Jan Kara June 5, 2023, 11:51 a.m. UTC | #3
On Sat 03-06-23 14:14:11, yebin (H) wrote:
> 
> 
> On 2023/5/30 17:57, Jan Kara wrote:
> > On Sat 27-05-23 09:40:17, Ye Bin wrote:
> > > Syzbot found the following issue:
> > > Unable to handle kernel paging request at virtual address dfff800000000005
> > > KASAN: null-ptr-deref in range [0x0000000000000028-0x000000000000002f]
> > ...
> > > CPU: 0 PID: 6080 Comm: syz-executor747 Not tainted 6.3.0-rc7-syzkaller-g14f8db1c0f9a #0
> > > Hardware name: Google Google Compute Engine/Google Compute Engine, BIOS Google 04/14/2023
> > > pstate: 80400005 (Nzcv daif +PAN -UAO -TCO -DIT -SSBS BTYPE=--)
> > > pc : ext4_acquire_dquot+0x1d4/0x398 fs/ext4/super.c:6766
> > > lr : dquot_to_inode fs/ext4/super.c:6740 [inline]
> > > lr : ext4_acquire_dquot+0x1ac/0x398 fs/ext4/super.c:6766
> > OK, this is bad...
> > 
> > > Above issue may happens as follows:
> > > ProcessA              ProcessB                    ProcessC
> > > sys_fsconfig
> > >    vfs_fsconfig_locked
> > >     reconfigure_super
> > >       ext4_remount
> > >        dquot_suspend -> suspend all type quota
> > > 
> > >                   sys_fsconfig
> > > 		  vfs_fsconfig_locked
> > > 		    reconfigure_super
> > > 		     ext4_remount
> > > 		      dquot_resume
> > > 		       ret = dquot_load_quota_sb
> > >                          add_dquot_ref
> > > 		                           do_open  -> open file O_RDWR
> > > 					    vfs_open
> > > 					     do_dentry_open
> > > 					      get_write_access
> > > 					       atomic_inc_unless_negative(&inode->i_writecount)
> > >                                                ext4_file_open
> > > 					       dquot_file_open
> > > 					        dquot_initialize
> > > 						  __dquot_initialize
> > > 						   dqget
> > > 						    if (!test_bit(DQ_ACTIVE_B, &dquot->dq_flags))
> > > 
> > > 			  __dquot_initialize
> > > 			   __dquot_initialize
> > > 			    dqget
> > > 			     if (!test_bit(DQ_ACTIVE_B, &dquot->dq_flags))
> > > 	                       ext4_acquire_dquot -> Return error
> > > 		       if (ret < 0)
> > > 	                 vfs_cleanup_quota_inode
> > > 			  dqopt->files[type] = NULL;
> > But I don't see how this can happen.
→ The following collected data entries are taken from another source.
impl Page {
    /// Allocates the storage of a new page and threads all of its blocks onto the free list,
    /// in ascending order.
    ///
    /// Fails without side effects if the storage cannot be allocated, or with
    /// [`Error::CapacityOverflow`] if the block count does not fit the `u32` free list links.
    pub(crate) fn new(
        serial: u64,
        slot_layout: SlotLayout,
        block_count: NonZero<usize>,
    ) -> Result<Self> {
        if u32::try_from(block_count.get()).is_err() {
            return Err(Error::CapacityOverflow);
        }

        let storage_layout = slot_layout.page_storage_layout(block_count)?;

        // SAFETY: The layout has a non-zero size because both the stride
        // and the block count are non-zero.
        let first_slot_ptr = NonNull::new(unsafe { alloc(storage_layout) })
            .ok_or(Error::OutOfMemory {
                bytes: storage_layout.size(),
            })?
            .cast::<BlockMeta>();

        for index in 0..block_count.get() {
            let next_free = index
                .checked_add(1)
                .filter(|next| *next < block_count.get());

            // Cannot overflow because the offset is inside the allocation we just made.
            let offset = index.wrapping_mul(slot_layout.stride());

            // SAFETY: The offset is within the allocation and every slot starts at a multiple
            // of the stride, which is a multiple of the header alignment.
            unsafe {
                first_slot_ptr
                    .byte_add(offset)
                    .write(BlockMeta::free(0, next_free));
            }
        }

        Ok(Self {
            serial,
            block_count,
            free_count: block_count.get(),
            free_first: Some(0),
            slot_layout,
            storage_layout,
            first_slot_ptr,
            links: PageLinks::default(),
        })
    }

    #[must_use]
    pub(crate) fn serial(&self) -> u64 {
        self.serial
    }

    #[must_use]
    pub(crate) fn block_count(&self) -> usize {
        self.block_count.get()
    }

    #[must_use]
    pub(crate) fn free_count(&self) -> usize {
        self.free_count
    }

    /// Whether every block of the page is allocated.
    #[must_use]
    pub(crate) fn is_full(&self) -> bool {
        self.free_count == 0
    }

    /// Whether no block of the page is allocated.
    #[must_use]
    pub(crate) fn is_unused(&self) -> bool {
        self.free_count == self.block_count.get()
    }

    #[must_use]
    pub(crate) fn links(&self) -> PageLinks {
        self.links
    }

    pub(crate) fn links_mut(&mut self) -> &mut PageLinks {
        &mut self.links
    }

    fn meta_ptr(&self, index: usize) -> NonNull<BlockMeta> {
        assert!(
            index < self.block_count.get(),
            "block {index} index out of bounds in page of {} blocks",
            self.block_count
        );

        // Guarded by the bounds check above. This cannot overflow because that would imply
        // the page extends beyond virtual memory.
        let offset = index.wrapping_mul(self.slot_layout.stride());

        // SAFETY: The offset is within our allocation due to the bounds check above.
        unsafe { self.first_slot_ptr.byte_add(offset) }
    }

    fn meta(&self, index: usize) -> BlockMeta {
        // SAFETY: Every header was initialized in new() and is only ever overwritten
        // with another valid header.
        unsafe { self.meta_ptr(index).read() }
    }

    #[allow(
        clippy::needless_pass_by_ref_mut,
        reason = "writes through the storage pointer, which needs exclusive access"
    )]
    fn set_meta(&mut self, index: usize, meta: BlockMeta) {
        // SAFETY: The pointer is in bounds and we hold the page exclusively. BlockMeta is Copy,
        // so overwriting the previous header without dropping it is fine.
        unsafe { self.meta_ptr(index).write(meta) };
    }

    /// Whether the block at `index` is currently allocated.
    #[must_use]
    pub(crate) fn is_allocated(&self, index: usize) -> bool {
        self.meta(index).is_allocated()
    }

    /// Generation of the slot at `index`, as recorded when it was last handed out.
    #[must_use]
    pub(crate) fn generation(&self, index: usize) -> u16 {
        self.meta(index).generation()
    }

    /// Whether the block at `index` is allocated and was handed out as `generation`.
    #[must_use]
    pub(crate) fn is_live(&self, index: usize, generation: u16) -> bool {
        index < self.block_count.get()
            && self.meta(index) == (BlockMeta::Allocated { generation })
    }

    /// Returns a pointer to the payload of the block at `index`.
    #[must_use]
    pub(crate) fn payload_ptr(&self, index: usize) -> NonNull<u8> {
        // SAFETY: The slot is in bounds (checked by meta_ptr) and the payload offset was
        // calculated by SlotLayout to lie within the slot.
        unsafe {
            self.meta_ptr(index)
                .byte_add(self.slot_layout.slot_to_payload_offset())
                .cast::<u8>()
        }
    }

    /// Takes the first block off the free list and marks it allocated, advancing the
    /// generation of its slot.
    ///
    /// Returns `None` if the page is full.
    pub(crate) fn pop_free(&mut self) -> Option<usize> {
        let index = self.free_first?;

        let meta = self.meta(index);
        assert!(
            !meta.is_allocated(),
            "free list of page {} leads to allocated block {index}",
            self.serial
        );

        self.set_meta(index, meta.into_allocated());
        self.free_first = meta.next_free();

        // Cannot wrap because the free list was not empty.
        self.free_count = self.free_count.wrapping_sub(1);

        Some(index)
    }

    /// Returns an allocated block to the front of the free list.
    ///
    /// `generation` is the generation the caller's handle was allocated with. A free slot
    /// is a [`Error::DoubleRelease`], an allocated slot of another generation belongs to a
    /// newer block and is a [`Error::UseAfterFree`].
    pub(crate) fn push_free(&mut self, index: usize, generation: u16) -> Result<()> {
        if index >= self.block_count.get() {
            return Err(Error::ForeignBlock);
        }

        match self.meta(index) {
            BlockMeta::Free { .. } => return Err(Error::DoubleRelease),
            BlockMeta::Allocated {
                generation: current,
            } if current != generation => return Err(Error::UseAfterFree),
            BlockMeta::Allocated { .. } => {}
        }

        self.set_meta(index, BlockMeta::free(generation, self.free_first));
        self.free_first = Some(index);

        // Cannot overflow because the block was allocated, so free_count < block_count.
        self.free_count = self.free_count.wrapping_add(1);

        Ok(())
    }

    /// Finds the first allocated block at or after `start`.
    #[must_use]
    pub(crate) fn first_allocated_from(&self, start: usize) -> Option<usize> {
        (start..self.block_count.get()).find(|index| self.is_allocated(*index))
    }

    /// Finds the last allocated block at or before `start`.
    #[must_use]
    pub(crate) fn last_allocated_until(&self, start: usize) -> Option<usize> {
        let end = start.min(self.block_count.get().wrapping_sub(1));

        (0..=end).rev().find(|index| self.is_allocated(*index))
    }

    /// Renders the page as one character per block, `#` for allocated and `.` for free.
    #[must_use]
    pub(crate) fn occupancy_map(&self) -> String {
        (0..self.block_count.get())
            .map(|index| if self.is_allocated(index) { '#' } else { '.' })
            .collect()
    }

    #[cfg_attr(test, mutants::skip)] // This is essentially test logic, mutation is meaningless.
    #[cfg(test)]
    pub(crate) fn integrity_check(&self) {
        let mut visited = vec![false; self.block_count.get()];
        let mut chain_length: usize = 0;
        let mut cursor = self.free_first;

        while let Some(index) = cursor {
            assert!(
                index < self.block_count.get(),
                "free list of page {} leads out of bounds to {index}",
                self.serial
            );
            assert!(
                !visited[index],
                "free list of page {} has a cycle through block {index}",
                self.serial
            );
            visited[index] = true;
            chain_length += 1;

            let meta = self.meta(index);
            assert!(
                !meta.is_allocated(),
                "free list of page {} leads to allocated block {index}",
                self.serial
            );
            cursor = meta.next_free();
        }

        assert_eq!(
            chain_length, self.free_count,
            "free list length of page {} does not match its free count",
            self.serial
        );

        let observed_free = (0..self.block_count.get())
            .filter(|index| !self.is_allocated(*index))
            .count();

        assert_eq!(
            observed_free, self.free_count,
            "page {} has free blocks that are not on its free list",
            self.serial
        );
    }
}

impl Drop for Page {
    fn drop(&mut self) {
        // SAFETY: We allocated this memory with exactly this layout in new() and nothing
        // else releases it. Headers are Copy, so no per-slot cleanup is required.
        unsafe {
            dealloc(self.first_slot_ptr.as_ptr().cast(), self.storage_layout);
        }
    }
}

// SAFETY: The page exclusively owns its storage. The raw pointer is only used to reach that
// storage, and all access to the page itself is governed by the borrow checker.
unsafe impl Send for Page {}
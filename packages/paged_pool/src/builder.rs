use std::cell::Cell;
use std::marker::PhantomData;
use std::num::NonZero;

use crate::{
    DEFAULT_BLOCKS_PER_PAGE, DropPolicy, GrowthPolicy, PagedPool, Result, RetentionPolicy,
    WORD_SIZE,
};

/// Builder for creating an instance of [`PagedPool`].
///
/// [`PagedPool`] requires the block size to be specified at construction time.
/// Use either `.block_size()` to provide a size in bytes or `.block_size_of::<T>()` to size
/// blocks for values of a given type.
///
/// The block size is mandatory, whereas other settings are optional.
///
/// # Examples
///
/// Using a specific size:
///
/// ```
/// use paged_pool::PagedPool;
///
/// let pool = PagedPool::builder().block_size(48).build().unwrap();
/// ```
///
/// Using type-based size:
///
/// ```
/// use paged_pool::PagedPool;
///
/// let pool = PagedPool::builder().block_size_of::<[u64; 4]>().build().unwrap();
/// assert_eq!(pool.block_size(), 32);
/// ```
///
/// # Thread safety
///
/// The builder is thread-mobile ([`Send`]) and can be safely transferred between threads,
/// allowing pool configuration to happen on different threads than where the pool is used.
/// However, it is not thread-safe ([`Sync`]) as it contains mutable configuration state.
#[derive(Debug)]
#[must_use]
pub struct PagedPoolBuilder {
    block_size: Option<usize>,
    blocks_per_page: NonZero<usize>,
    growth_policy: GrowthPolicy,
    retention_policy: RetentionPolicy,
    drop_policy: DropPolicy,

    // Prevents Sync while allowing Send - builders are thread-mobile but not thread-safe
    _not_sync: PhantomData<Cell<()>>,
}

impl PagedPoolBuilder {
    #[inline]
    pub(crate) fn new() -> Self {
        Self {
            block_size: None,
            blocks_per_page: DEFAULT_BLOCKS_PER_PAGE,
            growth_policy: GrowthPolicy::default(),
            retention_policy: RetentionPolicy::default(),
            drop_policy: DropPolicy::default(),
            _not_sync: PhantomData,
        }
    }

    /// Sets the payload size of the blocks in the pool, in bytes.
    ///
    /// The size is rounded up to a multiple of the machine word size, with a minimum of
    /// one word.
    #[inline]
    pub fn block_size(mut self, bytes: usize) -> Self {
        self.block_size = Some(bytes);
        self
    }

    /// Sets the payload size of the blocks in the pool to fit a value of type `T`.
    ///
    /// # Panics
    ///
    /// Panics if `T` requires a stricter alignment than a machine word, because block
    /// payloads are only word-aligned.
    ///
    /// # Examples
    ///
    /// ```
    /// use paged_pool::PagedPool;
    ///
    /// let pool = PagedPool::builder().block_size_of::<(u32, u8)>().build().unwrap();
    /// assert_eq!(pool.block_size(), size_of::<usize>());
    /// ```
    #[inline]
    pub fn block_size_of<T>(mut self) -> Self {
        assert!(
            align_of::<T>() <= WORD_SIZE,
            "PagedPool blocks are word-aligned and cannot hold a type aligned to {} bytes",
            align_of::<T>()
        );
        self.block_size = Some(size_of::<T>());
        self
    }

    /// Sets the number of blocks in the first page of the pool.
    ///
    /// Later pages are sized according to the [growth policy][GrowthPolicy].
    #[inline]
    pub fn blocks_per_page(mut self, count: NonZero<usize>) -> Self {
        self.blocks_per_page = count;
        self
    }

    /// Sets the [growth policy][GrowthPolicy] for the pool. This governs how large each new
    /// page is when all existing pages are full.
    #[inline]
    pub fn growth_policy(mut self, policy: GrowthPolicy) -> Self {
        self.growth_policy = policy;
        self
    }

    /// Sets the [retention policy][RetentionPolicy] for the pool. This governs whether the
    /// last page is kept when all of its blocks have been released.
    #[inline]
    pub fn retention_policy(mut self, policy: RetentionPolicy) -> Self {
        self.retention_policy = policy;
        self
    }

    /// Sets the [drop policy][DropPolicy] for the pool. This governs how
    /// to treat remaining allocated blocks when the pool is dropped.
    ///
    /// # Examples
    ///
    /// ```
    /// use paged_pool::{DropPolicy, PagedPool};
    ///
    /// let pool = PagedPool::builder()
    ///     .block_size(16)
    ///     .drop_policy(DropPolicy::MustNotDropBlocks)
    ///     .build()
    ///     .unwrap();
    /// ```
    #[inline]
    pub fn drop_policy(mut self, policy: DropPolicy) -> Self {
        self.drop_policy = policy;
        self
    }

    /// Builds the pool with the specified configuration.
    ///
    /// # Errors
    ///
    /// Returns [`Error::CapacityOverflow`][crate::Error::CapacityOverflow] if the block size
    /// is too large to be represented.
    ///
    /// # Panics
    ///
    /// Panics if no block size has been set using either [`block_size`](Self::block_size) or
    /// [`block_size_of`](Self::block_size_of).
    #[inline]
    pub fn build(self) -> Result<PagedPool> {
        let block_size = self.block_size.expect(
            "block size must be set using .block_size() or .block_size_of::<T>() before calling .build()",
        );

        PagedPool::new_inner(
            block_size,
            self.blocks_per_page,
            self.growth_policy,
            self.retention_policy,
            self.drop_policy,
        )
    }
}

#[cfg(test)]
#[cfg_attr(coverage_nightly, coverage(off))]
mod tests {
    use new_zealand::nz;
    use static_assertions::{assert_impl_all, assert_not_impl_any};

    use super::*;
    use crate::Error;

    assert_impl_all!(PagedPoolBuilder: Send, std::fmt::Debug);
    assert_not_impl_any!(PagedPoolBuilder: Sync);

    #[test]
    fn builder_new_creates_default_state() {
        let builder = PagedPoolBuilder::new();

        assert!(builder.block_size.is_none());
        assert_eq!(builder.blocks_per_page, DEFAULT_BLOCKS_PER_PAGE);
        assert_eq!(builder.growth_policy, GrowthPolicy::Double);
        assert_eq!(builder.retention_policy, RetentionPolicy::RetainLastPage);
        assert_eq!(builder.drop_policy, DropPolicy::MayDropBlocks);
    }

    #[test]
    fn block_size_of_uses_type_size() {
        let builder = PagedPoolBuilder::new().block_size_of::<[u8; 20]>();
        assert_eq!(builder.block_size, Some(20));
    }

    #[test]
    #[should_panic]
    fn block_size_of_over_aligned_type_panics() {
        #[repr(align(64))]
        struct CacheLine([u8; 64]);

        let _builder = PagedPoolBuilder::new().block_size_of::<CacheLine>();
    }

    #[test]
    fn block_size_can_be_overridden() {
        let builder = PagedPoolBuilder::new()
            .block_size_of::<u32>()
            .block_size(100);
        assert_eq!(builder.block_size, Some(100));
    }

    #[test]
    fn build_applies_all_settings() {
        let pool = PagedPoolBuilder::new()
            .block_size(40)
            .blocks_per_page(nz!(7))
            .growth_policy(GrowthPolicy::Triple)
            .retention_policy(RetentionPolicy::ReleaseEmptyPages)
            .drop_policy(DropPolicy::MustNotDropBlocks)
            .build()
            .unwrap();

        assert_eq!(pool.block_size(), 40);
        assert_eq!(pool.blocks_per_page(), nz!(7));
        assert_eq!(pool.growth_policy(), GrowthPolicy::Triple);
        assert_eq!(pool.retention_policy(), RetentionPolicy::ReleaseEmptyPages);
    }

    #[test]
    fn zero_block_size_becomes_one_word() {
        let pool = PagedPoolBuilder::new().block_size(0).build().unwrap();
        assert_eq!(pool.block_size(), WORD_SIZE);
    }

    #[test]
    fn oversized_block_size_fails_to_build() {
        let result = PagedPoolBuilder::new().block_size(usize::MAX).build();
        assert!(matches!(result, Err(Error::CapacityOverflow)));
    }

    #[test]
    #[should_panic]
    fn build_without_block_size_panics() {
        let _pool = PagedPoolBuilder::new().build();
    }

    #[test]
    fn builder_can_move_between_threads() {
        let builder = PagedPoolBuilder::new().block_size_of::<u64>();

        let handle = std::thread::spawn(move || builder.build().map(|pool| pool.block_size()));

        assert_eq!(handle.join().unwrap(), Ok(8));
    }
}
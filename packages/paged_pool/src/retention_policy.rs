/// Determines whether a pool keeps its last page when that page becomes wholly free.
///
/// Pages that no longer hold any allocated block are normally retired and their memory
/// returned to the system. A pool whose live block count oscillates around zero would then
/// create and destroy its only page over and over again, which this policy can prevent.
///
/// # Examples
///
/// ```
/// use paged_pool::{PagedPool, RetentionPolicy};
///
/// let mut pool = PagedPool::builder()
///     .block_size(8)
///     .retention_policy(RetentionPolicy::ReleaseEmptyPages)
///     .build()
///     .unwrap();
///
/// let block = pool.allocate().unwrap();
/// assert_eq!(pool.page_count(), 1);
///
/// pool.release(block);
/// assert_eq!(pool.page_count(), 0);
/// ```
#[derive(Clone, Copy, Debug, Default, Eq, Hash, PartialEq)]
#[non_exhaustive]
pub enum RetentionPolicy {
    /// Empty pages are retired unless they are the only page of the pool. This is the default.
    #[default]
    RetainLastPage,

    /// Every page is retired as soon as it becomes empty, including the last one.
    ReleaseEmptyPages,
}
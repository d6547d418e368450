//! Basic benchmarks for the `paged_pool` crate, with `Box` as a baseline.
#![allow(
    missing_docs,
    reason = "No need for API documentation in benchmark code"
)]

use std::hint::black_box;
use std::iter;
use std::time::Instant;

use alloc_tracker::Allocator;
use criterion::{Criterion, criterion_group, criterion_main};
use new_zealand::nz;
use paged_pool::{GrowthPolicy, PagedPool};

criterion_group!(benches, entrypoint);
criterion_main!(benches);

#[global_allocator]
static ALLOCATOR: Allocator<std::alloc::System> = Allocator::system();

type TestItem = [usize; 4];
const TEST_VALUE: TestItem = [1024; 4];

/// How many blocks a pool is warmed up with before measuring steady-state churn.
const WARM_BLOCKS: usize = 1000;

fn new_pool() -> PagedPool {
    PagedPool::new(size_of::<TestItem>(), nz!(128), GrowthPolicy::Double)
        .expect("a small block size always fits in memory")
}

fn entrypoint(c: &mut Criterion) {
    let allocs = alloc_tracker::Session::new();

    let mut group = c.benchmark_group("pp_basic");

    let allocs_op = allocs.operation("build_empty");
    group.bench_function("build_empty", |b| {
        b.iter_custom(|iters| {
            let _span = allocs_op.measure_thread().iterations(iters);

            let start = Instant::now();

            for _ in 0..iters {
                drop(black_box(new_pool()));
            }

            start.elapsed()
        });
    });

    let allocs_op = allocs.operation("allocate_first");
    group.bench_function("allocate_first", |b| {
        b.iter_custom(|iters| {
            let mut pools = iter::repeat_with(new_pool)
                .take(usize::try_from(iters).unwrap())
                .collect::<Vec<_>>();

            let _span = allocs_op.measure_thread().iterations(iters);

            let start = Instant::now();

            for pool in &mut pools {
                _ = black_box(pool.allocate().unwrap());
            }

            start.elapsed()
        });
    });

    let allocs_op = allocs.operation("allocate_release_warm");
    group.bench_function("allocate_release_warm", |b| {
        b.iter_custom(|iters| {
            let mut pool = new_pool();

            let warm = iter::repeat_with(|| pool.allocate().unwrap())
                .take(WARM_BLOCKS)
                .collect::<Vec<_>>();

            let _span = allocs_op.measure_thread().iterations(iters);

            let start = Instant::now();

            for _ in 0..iters {
                let block = pool.allocate().unwrap();

                // SAFETY: The block is large enough and aligned for TestItem.
                unsafe { block.ptr().cast::<TestItem>().write(black_box(TEST_VALUE)) };

                pool.release(black_box(block));
            }

            let elapsed = start.elapsed();

            for block in warm {
                pool.release(block);
            }

            elapsed
        });
    });

    let allocs_op = allocs.operation("box_new_drop");
    group.bench_function("box_new_drop", |b| {
        b.iter_custom(|iters| {
            let _span = allocs_op.measure_thread().iterations(iters);

            let start = Instant::now();

            for _ in 0..iters {
                drop(black_box(Box::new(black_box(TEST_VALUE))));
            }

            start.elapsed()
        });
    });

    let allocs_op = allocs.operation("iterate_1000");
    group.bench_function("iterate_1000", |b| {
        b.iter_custom(|iters| {
            let mut pool = new_pool();

            let blocks = iter::repeat_with(|| pool.allocate().unwrap())
                .take(WARM_BLOCKS)
                .collect::<Vec<_>>();

            // Every other block is released so iteration has free blocks to skip.
            for block in blocks.iter().step_by(2) {
                pool.release(*block);
            }

            let _span = allocs_op.measure_thread().iterations(iters);

            let start = Instant::now();

            for _ in 0..iters {
                for block in &pool {
                    black_box(block);
                }
            }

            start.elapsed()
        });
    });

    group.finish();

    allocs.print_to_stdout();
}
The code in dquot_load_quota_sb()
> > looks like:
> > 
> >          error = add_dquot_ref(sb, type);
> >          if (error)
> >                  dquot_disable(sb, type, flags);
> > 
> > So if an error happens in add_dquot_ref(), we'll call dquot_disable().
> > dquot_disable() then does:
> > 
> >                  drop_dquot_ref(sb, cnt);
> >                  invalidate_dquots(sb, cnt);
> > 
> > and invalidate_dquots() waits for reference count of all dquots to drop to
> > 0. Hence if dqget() returned a dquot pointer to ProcessC, then ProcessB
> > should wait until ProcessC drops the dquot reference (hence
> > ext4_acquire_dquot() is done).
> > 
> > What am I missing?
> > 
> > 								Honza
> My reproduction condition is:
> mkfs.ext4 -F /dev/sda
> tune2fs  -Q usrquota /dev/sda
> 
> dquot_disable
> ...
>          if ((flags & DQUOT_USAGE_ENABLED && !(flags &
> DQUOT_LIMITS_ENABLED))
>              || (flags & DQUOT_SUSPENDED && flags & (DQUOT_LIMITS_ENABLED |
>              DQUOT_USAGE_ENABLED)))
>                  return -EINVAL;
> ...
> If without enable DQUOT_LIMITS_ENABLED dquot_disable() will just return
> -EINVAL.

Aha, that is the bug! Does attached patch fix your problem?

								Honza
  
Ye Bin June 5, 2023, 2:08 p.m. UTC | #4
On 2023/6/5 19:51, Jan Kara wrote:
> On Sat 03-06-23 14:14:11, yebin (H) wrote:
>>
>> On 2023/5/30 17:57, Jan Kara wrote:
>>> On Sat 27-05-23 09:40:17, Ye Bin wrote:
>>>> Syzbot found the following issue:
>>>> Unable to handle kernel paging request at virtual address dfff800000000005
>>>> KASAN: null-ptr-deref in range [0x0000000000000028-0x000000000000002f]
>>> ...
>>>> CPU: 0 PID: 6080 Comm: syz-executor747 Not tainted 6.3.0-rc7-syzkaller-g14f8db1c0f9a #0
>>>> Hardware name: Google Google Compute Engine/Google Compute Engine, BIOS Google 04/14/2023
>>>> pstate: 80400005 (Nzcv daif +PAN -UAO -TCO -DIT -SSBS BTYPE=--)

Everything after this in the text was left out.